The point at issue here is simply that a good case can be made for the argument that, where human eating habits are concerned, "anything goes." But, of course, in practice it doesn't; we may be omnivorous, but we do draw the line here and there. Just where we draw the line varies between societies, as well as between cultural groups and individuals within any society; the diverse meanings of food can be appreciated simply by scanning regional, social class, and ethnic differences in cuisine. But it becomes painfully clear in hardship situations when food is in short supply. In his book on the sociology of cooking, Cooking, Cuisine and Class, Jack Goody describes an incident that occurred while he was a prisoner of war during World War II. The prisoners were always hungry, and although they lived on limited rations and Red Cross parcels, they would nevertheless scrounge and save up food items so they could celebrate special occasions with a hearty meal. One Christmas, Goody and a friend were invited to a meal prepared by other prisoners. It consisted of an anonymous but tasty meat stew. Goody thought the prisoners had bribed one of the guards to bring in a rabbit but, after the meal was over, was told by his proud host that the stew was made of cat meat. Instead of feeling disturbed at the news that he had just been guilty of what he called "quasi cannibalism," Goody congratulated his host for having found a new way to supplement their diet. He then returned to his own quarters and suggested to those he lived with that they try to get a cat for their Christmas dinner. They were appalled at the idea and refused to have anything to do with it.

Another prisoner of war, Bernard Clavell (who would become the best-selling author of Shogun and other novels) was held by the Japanese during World War II. His roman à clef about life in the camp, King Rat, describes a systematic trade in the rats that prisoners killed and ate. By an odd coincidence—what Jungian theorists might call a "synchronicity"—I recently found that there is at least one place in the world where cooked rats are a restaurant specialty. An article by an American journalist working in China describes restaurants in the village of Luogang where customers can browse through a selection of caged rats and choose the ones they wish to have killed and cooked for their dinners. These restaurants also offer a range of cats and snakes.

Violations of our conventional food norms or taboos do not stop at household pets or rodents. In severe starvation situations, especially when prolonged suffering or abuse has reduced people to a state of demoralization, cannibalism may occur. In the U.S., there is the well-known story of pioneers in the Donner party wagon train, some of whom turned to eating body parts of their dead companions when snowbound in the mountains of California. Less well known but more horrific is the cannibalism that set in among some of the half million Germans and Italians captured by the Soviet army after the battle for Stalingrad in 1943. According to the testimony of survivors gathered by the historian William Craig, the Soviets could not cope with this massive number of prisoners, so the prisoners were sent on forced marches in freezing weather and herded together in improvised camps with little or no food or shelter.

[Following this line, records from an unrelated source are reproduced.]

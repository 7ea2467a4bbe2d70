//! Cooperative cancellation for blocking operations.
//!
//! A [`CancellationSource`] owns the signal; any number of cheap
//! [`CancellationToken`] handles observe it. A blocking operation may attach
//! a wake callback for the duration of its wait via
//! [`CancellationToken::register`]; the returned [`Registration`] is a scoped
//! resource that detaches the callback when dropped, whichever way the wait
//! exits.
//!
//! ## Key Components
//!
//! - [`CancellationSource`]: sets the signal, runs registered callbacks.
//! - [`CancellationToken`]: clonable observer handle.
//! - [`Registration`]: scoped callback attachment.
//!
//! ## Semantics
//!
//! - `cancel()` is idempotent; each registered callback runs at most once,
//!   on the cancelling thread.
//! - `register` on an already-cancelled token returns an inert registration
//!   and does **not** run the callback; waiters must re-check
//!   [`is_cancelled`](CancellationToken::is_cancelled) after registering.
//!   This keeps `register` safe to call while holding the lock a callback
//!   would re-acquire.
//!
//! ## Example
//!
//! ```
//! use synckit::queue::CancellationSource;
//!
//! let source = CancellationSource::new();
//! let token = source.token();
//! assert!(!token.is_cancelled());
//!
//! source.cancel();
//! assert!(token.is_cancelled());
//! ```

use std::sync::atomic::{AtomicBool, Ordering};
use std::sync::Arc;

use parking_lot::Mutex;

type Callback = Box<dyn FnOnce() + Send>;

/// Callback slots with free-list reuse, so long-lived tokens do not grow
/// without bound across many short waits.
#[derive(Default)]
struct Registry {
    slots: Vec<Option<Callback>>,
    free: Vec<usize>,
}

#[derive(Default)]
struct Inner {
    cancelled: AtomicBool,
    registry: Mutex<Registry>,
}

/// Owner side of a cancellation signal.
pub struct CancellationSource {
    inner: Arc<Inner>,
}

impl CancellationSource {
    /// Creates a new, unsignalled source.
    pub fn new() -> Self {
        Self {
            inner: Arc::new(Inner::default()),
        }
    }

    /// Returns an observer token for this source.
    pub fn token(&self) -> CancellationToken {
        CancellationToken {
            inner: Arc::clone(&self.inner),
        }
    }

    /// Returns `true` if [`cancel`](Self::cancel) has been called.
    pub fn is_cancelled(&self) -> bool {
        self.inner.cancelled.load(Ordering::SeqCst)
    }

    /// Signals cancellation and runs every registered callback.
    ///
    /// Idempotent: only the first call runs callbacks. Callbacks execute on
    /// the calling thread, outside the registry lock, so a callback may
    /// itself take locks or drop registrations.
    pub fn cancel(&self) {
        if self.inner.cancelled.swap(true, Ordering::SeqCst) {
            return;
        }
        let callbacks: Vec<Callback> = {
            let mut registry = self.inner.registry.lock();
            registry.slots.iter_mut().filter_map(Option::take).collect()
        };
        for callback in callbacks {
            callback();
        }
    }
}

impl Default for CancellationSource {
    fn default() -> Self {
        Self::new()
    }
}

impl std::fmt::Debug for CancellationSource {
    fn fmt(&self, f: &mut std::fmt::Formatter<'_>) -> std::fmt::Result {
        f.debug_struct("CancellationSource")
            .field("cancelled", &self.is_cancelled())
            .finish()
    }
}

/// Observer handle for a [`CancellationSource`].
#[derive(Clone)]
pub struct CancellationToken {
    inner: Arc<Inner>,
}

impl CancellationToken {
    /// Returns `true` if the source has been cancelled.
    #[inline]
    pub fn is_cancelled(&self) -> bool {
        self.inner.cancelled.load(Ordering::SeqCst)
    }

    /// Attaches a callback that runs when the source is cancelled.
    ///
    /// The callback is detached when the returned [`Registration`] is
    /// dropped. If the token is already cancelled the callback is discarded
    /// and an inert registration is returned; callers re-check
    /// [`is_cancelled`](Self::is_cancelled) after registering.
    pub fn register(&self, callback: impl FnOnce() + Send + 'static) -> Registration {
        let mut registry = self.inner.registry.lock();
        if self.inner.cancelled.load(Ordering::SeqCst) {
            return Registration { inner: None, slot: 0 };
        }
        let callback: Callback = Box::new(callback);
        let slot = match registry.free.pop() {
            Some(index) => {
                registry.slots[index] = Some(callback);
                index
            }
            None => {
                registry.slots.push(Some(callback));
                registry.slots.len() - 1
            }
        };
        Registration {
            inner: Some(Arc::clone(&self.inner)),
            slot,
        }
    }
}

impl std::fmt::Debug for CancellationToken {
    fn fmt(&self, f: &mut std::fmt::Formatter<'_>) -> std::fmt::Result {
        f.debug_struct("CancellationToken")
            .field("cancelled", &self.is_cancelled())
            .finish()
    }
}

/// Scoped callback attachment returned by [`CancellationToken::register`].
///
/// Dropping the registration detaches the callback if it has not already
/// been taken by a `cancel()`.
pub struct Registration {
    inner: Option<Arc<Inner>>,
    slot: usize,
}

impl Drop for Registration {
    fn drop(&mut self) {
        if let Some(inner) = self.inner.take() {
            let mut registry = inner.registry.lock();
            let taken = registry
                .slots
                .get_mut(self.slot)
                .and_then(|slot| slot.take())
                .is_some();
            if taken {
                registry.free.push(self.slot);
            }
        }
    }
}

impl std::fmt::Debug for Registration {
    fn fmt(&self, f: &mut std::fmt::Formatter<'_>) -> std::fmt::Result {
        f.debug_struct("Registration")
            .field("active", &self.inner.is_some())
            .finish()
    }
}
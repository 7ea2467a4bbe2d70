pub mod record_arena;
pub mod record_list;
pub mod sorted_bag;

pub use record_arena::{RecordArena, RecordId};
pub use record_list::RecordList;
pub use sorted_bag::{Comparison, SortedBag};
//! Output rendering for command results.
//!
//! Handlers build a [`Printer`] from the global options and hand it domain
//! values plus the projections the text formats need: a `Tabled` row for
//! tables and a one-line key for plain output. The structured formats
//! serialize the domain values themselves, so redaction choices made in
//! serde impls carry through unchanged.

use std::io::{self, IsTerminal, Write};

use tabled::{Table, Tabled, settings::Style};

use crate::cli::{ColorMode, GlobalOpts, OutputFormat};
use crate::error::CliError;

/// Renders command results in the format selected by `--output`.
pub struct Printer {
    format: OutputFormat,
    quiet: bool,
    color: bool,
}

impl Printer {
    pub fn new(global: &GlobalOpts) -> Self {
        Self {
            format: global.output.clone(),
            quiet: global.quiet,
            color: color_enabled(&global.color),
        }
    }

    /// Whether ANSI color is enabled for this invocation.
    pub fn color(&self) -> bool {
        self.color
    }

    /// Print a list of items. `row` projects an item into the table;
    /// `key` gives the one-per-line plain value.
    pub fn list<T, R>(
        &self,
        items: &[T],
        row: impl Fn(&T) -> R,
        key: impl Fn(&T) -> String,
    ) -> Result<(), CliError>
    where
        T: serde::Serialize,
        R: Tabled,
    {
        let rendered = self.render_list(items, row, key)?;
        self.emit(&rendered)
    }

    /// Print a single item. `detail` is the pre-formatted table view;
    /// `key` the scripting-friendly plain value.
    pub fn single<T>(
        &self,
        item: &T,
        detail: impl Fn(&T) -> String,
        key: impl Fn(&T) -> String,
    ) -> Result<(), CliError>
    where
        T: serde::Serialize,
    {
        let rendered = self.render_single(item, detail, key)?;
        self.emit(&rendered)
    }

    fn render_list<T, R>(
        &self,
        items: &[T],
        row: impl Fn(&T) -> R,
        key: impl Fn(&T) -> String,
    ) -> Result<String, CliError>
    where
        T: serde::Serialize,
        R: Tabled,
    {
        Ok(match self.format {
            OutputFormat::Table => Table::new(items.iter().map(row))
                .with(Style::rounded())
                .to_string(),
            OutputFormat::Plain => items.iter().map(key).collect::<Vec<_>>().join("\n"),
            _ => self.serialize(items)?,
        })
    }

    fn render_single<T>(
        &self,
        item: &T,
        detail: impl Fn(&T) -> String,
        key: impl Fn(&T) -> String,
    ) -> Result<String, CliError>
    where
        T: serde::Serialize,
    {
        Ok(match self.format {
            OutputFormat::Table => detail(item),
            OutputFormat::Plain => key(item),
            _ => self.serialize(item)?,
        })
    }

    fn serialize<T: serde::Serialize + ?Sized>(&self, value: &T) -> Result<String, CliError> {
        Ok(match self.format {
            OutputFormat::Json => serde_json::to_string_pretty(value)?,
            OutputFormat::JsonCompact => serde_json::to_string(value)?,
            OutputFormat::Yaml => serde_yaml::to_string(value)?,
            OutputFormat::Table | OutputFormat::Plain => String::new(),
        })
    }

    fn emit(&self, rendered: &str) -> Result<(), CliError> {
        if self.quiet || rendered.is_empty() {
            return Ok(());
        }
        let mut stdout = io::stdout().lock();
        writeln!(stdout, "{}", rendered.trim_end())?;
        Ok(())
    }
}

fn color_enabled(mode: &ColorMode) -> bool {
    match mode {
        ColorMode::Always => true,
        ColorMode::Never => false,
        ColorMode::Auto => io::stdout().is_terminal() && std::env::var("NO_COLOR").is_err(),
    }
}
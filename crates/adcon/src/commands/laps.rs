//! LAPS command handlers.

use chrono::{DateTime, Utc};
use owo_colors::OwoColorize;
use secrecy::ExposeSecret;

use adcon_core::{Console, LapsPassword};

use crate::cli::{GlobalOpts, LapsArgs, LapsCommand};
use crate::error::CliError;
use crate::output;

/// Serializable view of a retrieved LAPS password.
///
/// Exposing the password is the purpose of this command, so the structured
/// formats carry it in the clear. The redacted `Computer` serialization is
/// for the inventory listing, not here.
#[derive(serde::Serialize)]
struct LapsView {
    computer: String,
    password: String,
    expires_at: Option<DateTime<Utc>>,
}

impl LapsView {
    fn new(laps: &LapsPassword) -> Self {
        Self {
            computer: laps.computer.clone(),
            password: laps.password.expose_secret().to_owned(),
            expires_at: laps.expires_at,
        }
    }
}

fn detail(view: &LapsView, color: bool) -> String {
    let mut lines = vec![
        format!("Computer: {}", view.computer),
        format!("Password: {}", view.password),
    ];
    if let Some(expires) = view.expires_at {
        let expiry = expires.format("%Y-%m-%d %H:%M UTC").to_string();
        if expires < Utc::now() && color {
            lines.push(format!("Expires:  {} (expired)", expiry.red()));
        } else if expires < Utc::now() {
            lines.push(format!("Expires:  {expiry} (expired)"));
        } else {
            lines.push(format!("Expires:  {expiry}"));
        }
    }
    lines.join("\n")
}

pub async fn handle(console: &Console, args: LapsArgs, global: &GlobalOpts) -> Result<(), CliError> {
    match args.command {
        LapsCommand::Get { computer } => {
            let laps = console.laps_password(&computer).await?;
            let view = LapsView::new(&laps);

            let printer = output::Printer::new(global);
            let color = printer.color();
            printer.single(
                &view,
                |v| detail(v, color),
                // Plain format emits just the password for scripting.
                |v| v.password.clone(),
            )
        }
    }
}
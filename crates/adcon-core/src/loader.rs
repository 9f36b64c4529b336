//! Streaming computer-list loader.
//!
//! Consumes the SSE computer stream and maintains a continuously-observable
//! snapshot: the ordered list received so far, progress against the
//! announced total, and a five-state lifecycle
//! (`Idle → Connecting → Streaming → Completed | Failed`).
//!
//! One session is active at a time. [`start`](ComputerListLoader::start)
//! supersedes any running session: the old transport is cancelled and a
//! generation counter guarantees a superseded session can never write to
//! the shared snapshot again, so observers only ever see one writer's data.
//! All mutation funnels through [`SessionState::apply`]; observers read
//! snapshots through a `watch` channel and never mutate.
//!
//! Failure semantics: a server `error` message, a transport drop, a
//! premature end-of-stream, and the idle watchdog all land in `Failed`
//! with a message. There is no automatic reconnect -- recovery is a fresh
//! `start()`, which restarts from an empty list.

use std::sync::{Arc, Mutex};
use std::time::Duration;

use tokio::sync::watch;
use tokio::task::JoinHandle;
use tokio_util::sync::CancellationToken;
use url::Url;

use adcon_api::sse::{EventStream, StreamMessage};

use crate::model::Computer;

// ── Observable state ─────────────────────────────────────────────────

/// Lifecycle of one load session.
#[derive(Debug, Clone, Copy, PartialEq, Eq)]
pub enum LoadState {
    /// No load requested yet.
    Idle,
    /// Transport being established; nothing received.
    Connecting,
    /// At least one computer received.
    Streaming,
    /// Server sent `done`.
    Completed,
    /// Terminal failure; see `last_error`.
    Failed,
}

/// Point-in-time view of the loader, published through a `watch` channel.
#[derive(Debug, Clone)]
pub struct LoaderSnapshot {
    /// Computers in exact delivery order. Append-only within a session;
    /// no de-duplication (the server is trusted).
    pub computers: Arc<Vec<Arc<Computer>>>,
    /// Count of computers received this session. Monotonic; resets only
    /// on `start()`.
    pub received: usize,
    /// Total announced by the server, once known. Zero is "unknown".
    pub expected_total: Option<u64>,
    pub state: LoadState,
    /// Present exactly when `state == Failed`.
    pub last_error: Option<String>,
}

impl LoaderSnapshot {
    fn idle() -> Self {
        Self {
            computers: Arc::new(Vec::new()),
            received: 0,
            expected_total: None,
            state: LoadState::Idle,
            last_error: None,
        }
    }

    /// Progress percentage, when the expected total is known and nonzero.
    /// `None` means indeterminate -- show a counter, not a bar.
    pub fn progress_percent(&self) -> Option<u8> {
        let total = self.expected_total.filter(|&t| t > 0)?;
        let received = u64::try_from(self.received).unwrap_or(u64::MAX);
        // Round half-up, clamp to 100 in case the server under-announced.
        let pct = received
            .saturating_mul(100)
            .saturating_add(total / 2)
            / total;
        Some(u8::try_from(pct.min(100)).unwrap_or(100))
    }

    pub fn is_terminal(&self) -> bool {
        matches!(self.state, LoadState::Completed | LoadState::Failed)
    }
}

// ── Session state machine ────────────────────────────────────────────

/// Mutable state of one session. Only the session task touches it, and
/// only through [`apply`](Self::apply) -- the single mutation path.
#[derive(Debug)]
struct SessionState {
    computers: Vec<Arc<Computer>>,
    received: usize,
    expected_total: Option<u64>,
    state: LoadState,
    last_error: Option<String>,
}

impl SessionState {
    fn connecting() -> Self {
        Self {
            computers: Vec::new(),
            received: 0,
            expected_total: None,
            state: LoadState::Connecting,
            last_error: None,
        }
    }

    /// Apply one decoded message in delivery order.
    ///
    /// Returns `true` when the session reached a terminal state; the
    /// caller must then stop feeding messages and drop the transport.
    /// Terminal states are sticky: anything arriving after `done` or
    /// `error` is ignored.
    fn apply(&mut self, msg: StreamMessage) -> bool {
        if self.is_terminal() {
            tracing::debug!(?msg, "Ignoring message after terminal state");
            return true;
        }
        match msg {
            StreamMessage::Total { count } => {
                // A zero total means the server doesn't know either.
                self.expected_total = (count > 0).then_some(count);
                false
            }
            StreamMessage::Computer { data } => {
                self.computers.push(Arc::new(Computer::from(data)));
                self.received += 1;
                self.state = LoadState::Streaming;
                false
            }
            StreamMessage::Done => {
                self.state = LoadState::Completed;
                true
            }
            StreamMessage::Error { message } => self.fail(message),
        }
    }

    /// Terminal failure; always returns `true`.
    fn fail(&mut self, message: impl Into<String>) -> bool {
        self.state = LoadState::Failed;
        self.last_error = Some(message.into());
        true
    }

    fn is_terminal(&self) -> bool {
        matches!(self.state, LoadState::Completed | LoadState::Failed)
    }

    fn snapshot(&self) -> LoaderSnapshot {
        LoaderSnapshot {
            computers: Arc::new(self.computers.clone()),
            received: self.received,
            expected_total: self.expected_total,
            state: self.state,
            last_error: self.last_error.clone(),
        }
    }
}

// ── Shared publishing state ──────────────────────────────────────────

/// Snapshot channel plus the session generation counter.
///
/// The lock guards generation bumps and snapshot writes as a pair: a
/// superseded session's publish observes the new generation and becomes a
/// no-op, so a message in flight when `start()` raced it can never leak
/// into the successor's view.
struct Shared {
    snapshot: watch::Sender<LoaderSnapshot>,
    generation: Mutex<u64>,
}

impl Shared {
    /// Bump the generation, reset the snapshot, and return the new
    /// generation for the session about to spawn.
    fn begin_session(&self) -> u64 {
        let mut generation = lock(&self.generation);
        *generation += 1;
        self.snapshot.send_replace(LoaderSnapshot {
            state: LoadState::Connecting,
            ..LoaderSnapshot::idle()
        });
        *generation
    }

    /// Publish a snapshot if `generation` is still current.
    fn publish(&self, generation: u64, snapshot: LoaderSnapshot) -> bool {
        let current = lock(&self.generation);
        if *current != generation {
            tracing::debug!(generation, "Dropping snapshot from superseded session");
            return false;
        }
        self.snapshot.send_replace(snapshot);
        true
    }
}

fn lock<T>(mutex: &Mutex<T>) -> std::sync::MutexGuard<'_, T> {
    mutex.lock().unwrap_or_else(std::sync::PoisonError::into_inner)
}

// ── ComputerListLoader ───────────────────────────────────────────────

struct SessionHandle {
    cancel: CancellationToken,
    task: JoinHandle<()>,
}

/// Owns the stream endpoint and at most one live session.
pub struct ComputerListLoader {
    client: reqwest::Client,
    endpoint: Url,
    idle_timeout: Duration,
    shared: Arc<Shared>,
    session: Mutex<Option<SessionHandle>>,
}

impl ComputerListLoader {
    /// Create a loader. `client` must be a streaming client (no total
    /// request timeout); see `TransportConfig::build_streaming_client`.
    pub fn new(client: reqwest::Client, endpoint: Url, idle_timeout: Duration) -> Self {
        let (snapshot, _) = watch::channel(LoaderSnapshot::idle());
        Self {
            client,
            endpoint,
            idle_timeout,
            shared: Arc::new(Shared {
                snapshot,
                generation: Mutex::new(0),
            }),
            session: Mutex::new(None),
        }
    }

    /// Begin a new load session, superseding any active one.
    ///
    /// Safe to call from any state. Resets the snapshot to an empty
    /// `Connecting` view and spawns the consume task. Errors surface
    /// through the snapshot (`Failed` + `last_error`), never here.
    pub fn start(&self) {
        // Cancel the old session before the reset so it cannot observe
        // its own generation again.
        self.teardown_session();
        let generation = self.shared.begin_session();

        let cancel = CancellationToken::new();
        let task = tokio::spawn(run_session(
            self.client.clone(),
            self.endpoint.clone(),
            self.idle_timeout,
            Arc::clone(&self.shared),
            generation,
            cancel.clone(),
        ));

        *lock(&self.session) = Some(SessionHandle { cancel, task });
    }

    /// Cancel the active session, if any. Idempotent.
    ///
    /// Closes the transport; the last-published snapshot stays visible
    /// (a partial list remains a valid view of what was received).
    pub fn cancel(&self) {
        self.teardown_session();
    }

    /// Current snapshot (cheap clone).
    pub fn snapshot(&self) -> LoaderSnapshot {
        self.shared.snapshot.borrow().clone()
    }

    /// Subscribe to snapshot changes.
    pub fn subscribe(&self) -> watch::Receiver<LoaderSnapshot> {
        self.shared.snapshot.subscribe()
    }

    fn teardown_session(&self) {
        if let Some(handle) = lock(&self.session).take() {
            handle.cancel.cancel();
            // Abort rather than drain: messages the transport already
            // queued are discarded, per the cancellation contract.
            handle.task.abort();
        }
    }
}

impl Drop for ComputerListLoader {
    fn drop(&mut self) {
        self.teardown_session();
    }
}
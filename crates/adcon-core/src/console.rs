//! High-level console facade.
//!
//! `Console` ties the pieces together: it builds the REST and streaming
//! HTTP clients from one [`ConsoleConfig`] (shared cookie jar, so the
//! stream reuses the REST session), owns the [`ComputerListLoader`], and
//! maps API errors into [`CoreError`] at the operation boundary.

use tracing::info;

use adcon_api::transport::{TlsMode, TransportConfig};
use adcon_api::RestClient;

use crate::config::{ConsoleConfig, TlsVerification};
use crate::error::CoreError;
use crate::loader::ComputerListLoader;
use crate::model::{DirectoryUser, LapsPassword};

/// Connected console session.
///
/// Construct with [`connect`](Self::connect), which authenticates and
/// verifies the session before returning. All methods are `&self`; the
/// facade is cheap to share behind an `Arc` if a consumer needs to.
pub struct Console {
    rest: RestClient,
    loader: ComputerListLoader,
}

impl Console {
    /// Connect and authenticate against the console backend.
    pub async fn connect(config: &ConsoleConfig) -> Result<Self, CoreError> {
        let transport = TransportConfig {
            tls: match &config.tls {
                TlsVerification::SystemDefaults => TlsMode::System,
                TlsVerification::CustomCa(path) => TlsMode::CustomCa(path.clone()),
                TlsVerification::DangerAcceptInvalid => TlsMode::DangerAcceptInvalid,
            },
            timeout: config.timeout,
            cookie_jar: None,
        }
        .with_cookie_jar();

        let rest = RestClient::new(config.url.clone(), &transport)?;
        rest.login(&config.username, &config.password).await?;
        info!(url = %config.url, username = %config.username, "Authenticated");

        // The streaming client shares the jar, so the stream request
        // carries the session cookie from the login above.
        let streaming = transport.build_streaming_client()?;
        let loader = ComputerListLoader::new(
            streaming,
            rest.computers_stream_url()?,
            config.idle_timeout,
        );

        Ok(Self { rest, loader })
    }

    /// The streaming computer-list loader.
    pub fn computer_loader(&self) -> &ComputerListLoader {
        &self.loader
    }

    /// End the backend session. Best effort; the session cookie expires
    /// server-side regardless.
    pub async fn logout(&self) -> Result<(), CoreError> {
        self.loader.cancel();
        self.rest.logout().await?;
        Ok(())
    }

    /// Search directory users by name fragment or account name.
    pub async fn search_users(&self, query: &str) -> Result<Vec<DirectoryUser>, CoreError> {
        let records = self.rest.search_users(query).await?;
        Ok(records.into_iter().map(DirectoryUser::from).collect())
    }

    /// Look up one user by account name.
    pub async fn get_user(&self, identifier: &str) -> Result<DirectoryUser, CoreError> {
        match self.rest.get_user(identifier).await {
            Ok(record) => Ok(DirectoryUser::from(record)),
            Err(e) if e.is_not_found() => Err(CoreError::NotFound {
                entity_type: "User".to_owned(),
                identifier: identifier.to_owned(),
            }),
            Err(e) => Err(e.into()),
        }
    }

    /// Retrieve the LAPS local-administrator password for one computer.
    pub async fn laps_password(&self, computer: &str) -> Result<LapsPassword, CoreError> {
        match self.rest.laps_password(computer).await {
            Ok(resp) => Ok(LapsPassword::from_response(computer, resp)),
            Err(e) if e.is_not_found() => Err(CoreError::NotFound {
                entity_type: "Computer".to_owned(),
                identifier: computer.to_owned(),
            }),
            Err(e) => Err(e.into()),
        }
    }
}

/// Label for login prompts and status lines: `user@host`.
pub fn session_label(config: &ConsoleConfig) -> String {
    let host = config.url.host_str().unwrap_or("console");
    format!("{}@{}", config.username, host)
}
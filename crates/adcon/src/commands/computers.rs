//! Computer inventory command handlers.
//!
//! `computers list` drives the streaming loader: it subscribes to loader
//! snapshots, mirrors them into a progress display while the stream runs,
//! and renders the completed list in the selected output format.

use std::io::IsTerminal;
use std::sync::Arc;
use std::time::Duration;

use indicatif::{ProgressBar, ProgressStyle};
use owo_colors::OwoColorize;
use tabled::Tabled;

use adcon_core::{Computer, Console, LoadState, LoaderSnapshot};

use crate::cli::{ComputersArgs, ComputersCommand, GlobalOpts};
use crate::error::CliError;
use crate::output;

// ── Table row ───────────────────────────────────────────────────────

#[derive(Tabled)]
struct ComputerRow {
    #[tabled(rename = "Name")]
    name: String,
    #[tabled(rename = "Enabled")]
    enabled: String,
    #[tabled(rename = "LAPS")]
    laps: String,
}

fn to_row(c: &Arc<Computer>, color: bool) -> ComputerRow {
    let enabled = if c.enabled {
        if color { "yes".green().to_string() } else { "yes".into() }
    } else if color {
        "no".red().to_string()
    } else {
        "no".into()
    };
    ComputerRow {
        name: c.name.clone(),
        enabled,
        laps: if c.has_password() { "✓".into() } else { "-".into() },
    }
}

// ── Progress display ────────────────────────────────────────────────

fn progress_bar() -> ProgressBar {
    let bar = ProgressBar::new_spinner();
    bar.set_style(
        ProgressStyle::with_template("{spinner} loading computers {msg}")
            .expect("static template"),
    );
    bar.enable_steady_tick(Duration::from_millis(100));
    bar
}

/// Mirror a loader snapshot into the progress display.
///
/// Determinate bar once the total is known, spinner with a running count
/// otherwise.
fn update_progress(bar: &ProgressBar, snapshot: &LoaderSnapshot) {
    let received = u64::try_from(snapshot.received).unwrap_or(u64::MAX);
    match snapshot.expected_total {
        Some(total) => {
            if bar.length() != Some(total) {
                bar.set_style(
                    ProgressStyle::with_template(
                        "{bar:40} {pos}/{len} computers ({percent}%)",
                    )
                    .expect("static template"),
                );
                bar.set_length(total);
            }
            bar.set_position(received.min(total));
        }
        None => bar.set_message(format!("({received} received)")),
    }
}

// ── Handler ─────────────────────────────────────────────────────────

pub async fn handle(
    console: &Console,
    args: ComputersArgs,
    global: &GlobalOpts,
) -> Result<(), CliError> {
    match args.command {
        ComputersCommand::List {
            no_progress,
            enabled_only,
        } => {
            let loader = console.computer_loader();
            let mut rx = loader.subscribe();
            loader.start();

            let show_progress =
                !no_progress && !global.quiet && std::io::stderr().is_terminal();
            let bar = show_progress.then(progress_bar);

            let snapshot = loop {
                let snap = rx.borrow_and_update().clone();
                if let Some(ref bar) = bar {
                    update_progress(bar, &snap);
                }
                if snap.is_terminal() {
                    break snap;
                }
                if rx.changed().await.is_err() {
                    break rx.borrow().clone();
                }
            };

            if let Some(bar) = bar {
                bar.finish_and_clear();
            }

            if snapshot.state == LoadState::Failed {
                return Err(CliError::StreamFailed {
                    message: snapshot
                        .last_error
                        .unwrap_or_else(|| "unknown stream failure".into()),
                });
            }

            let computers: Vec<Arc<Computer>> = snapshot
                .computers
                .iter()
                .filter(|c| !enabled_only || c.enabled)
                .cloned()
                .collect();

            let printer = output::Printer::new(global);
            let color = printer.color();
            printer.list(&computers, |c| to_row(c, color), |c| c.name.clone())
        }
    }
}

Under these conditions, a few of the prisoners, crazed by hunger and cold, turned to cannibalism. At first, the cannibals took only the arms or legs of the dead, eating them raw, but later they formed groups and attacked the bodies of men who were not yet dead. The situation became so horrific that other prisoners organized vigilante squads to wipe out the cannibals.

Our visceral revulsion at stories of people consuming their pets, or worse, human flesh, is powerful evidence of the degree to which we internalize food norms. Rather than violate these norms, many people will accept death. And our response to the opposite extreme of voluntary starvation offers similarly strong evidence for the power of socially conditioned food norms. Just as cannibalism poses a frightening threat to any group in which it occurs—if this taboo can be violated, nothing is safe!—so too does the deliberate renunciation of food, as in a hunger strike or in the pathology of anorexia. Our visceral reactions to this may be less intense than those triggered by cannibalism, but insofar as people deliberately reject food, they are rejecting a fundamental shared value of the community. And by doing so, they threaten the ties that hold that community together. Conversely, it is through the sharing of food that people demonstrate their support and acceptance of communal ties. One of the unmistakable and often unconscious tactics of teenagers in Western society who are trying to establish a sense of identity apart from their parents frequently is played out at the dinner table when they begin to reject or criticize familiar family food items. If we are indeed what we eat, then what we refuse to eat, we are not! The stubborn refusal of food can be a profound negation. It is not surprising, therefore, that hunger strikers will be force fed, anorexics forced into therapy, and even dying elderly patients trying to refuse food to end their suffering fed intravenously.

When viewed in this context, food can also begin to be understood as a primary medium for the exercise of social power. Consider, for a moment, the child facing an unfamiliar food for the first time, or an adult encountering a strange cuisine. If they are to satisfy their hunger and the demands of the social situation, which usually include some pressure to conform, they must endure the anxiety of tasting and swallowing an uncertain, perhaps alien and therefore threatening, substance. Children frequently respond with spontaneous resistance by spitting things out. Most adults, however, will typically pretend enjoyment even if their visceral reactions are negative, lest they offend their hosts. The procedures and instruments by which a novel food must be eaten can evoke a similar experience of intimidation. Many of us have suffered embarrassed frustration before our first lobster, artichoke, or effort to eat with chopsticks. (And then, of course, once we have mastered the required skills, we usually look down on the struggling novice with amused superiority.) Ultimately, the hungry person has little or no recourse against the forms of social control that may be imposed as a condition against satisfying that hunger. Food can be such an effective vehicle of social control that it is routinely used as the chief reward or reinforcer when training our dogs, cats, and, too often, children.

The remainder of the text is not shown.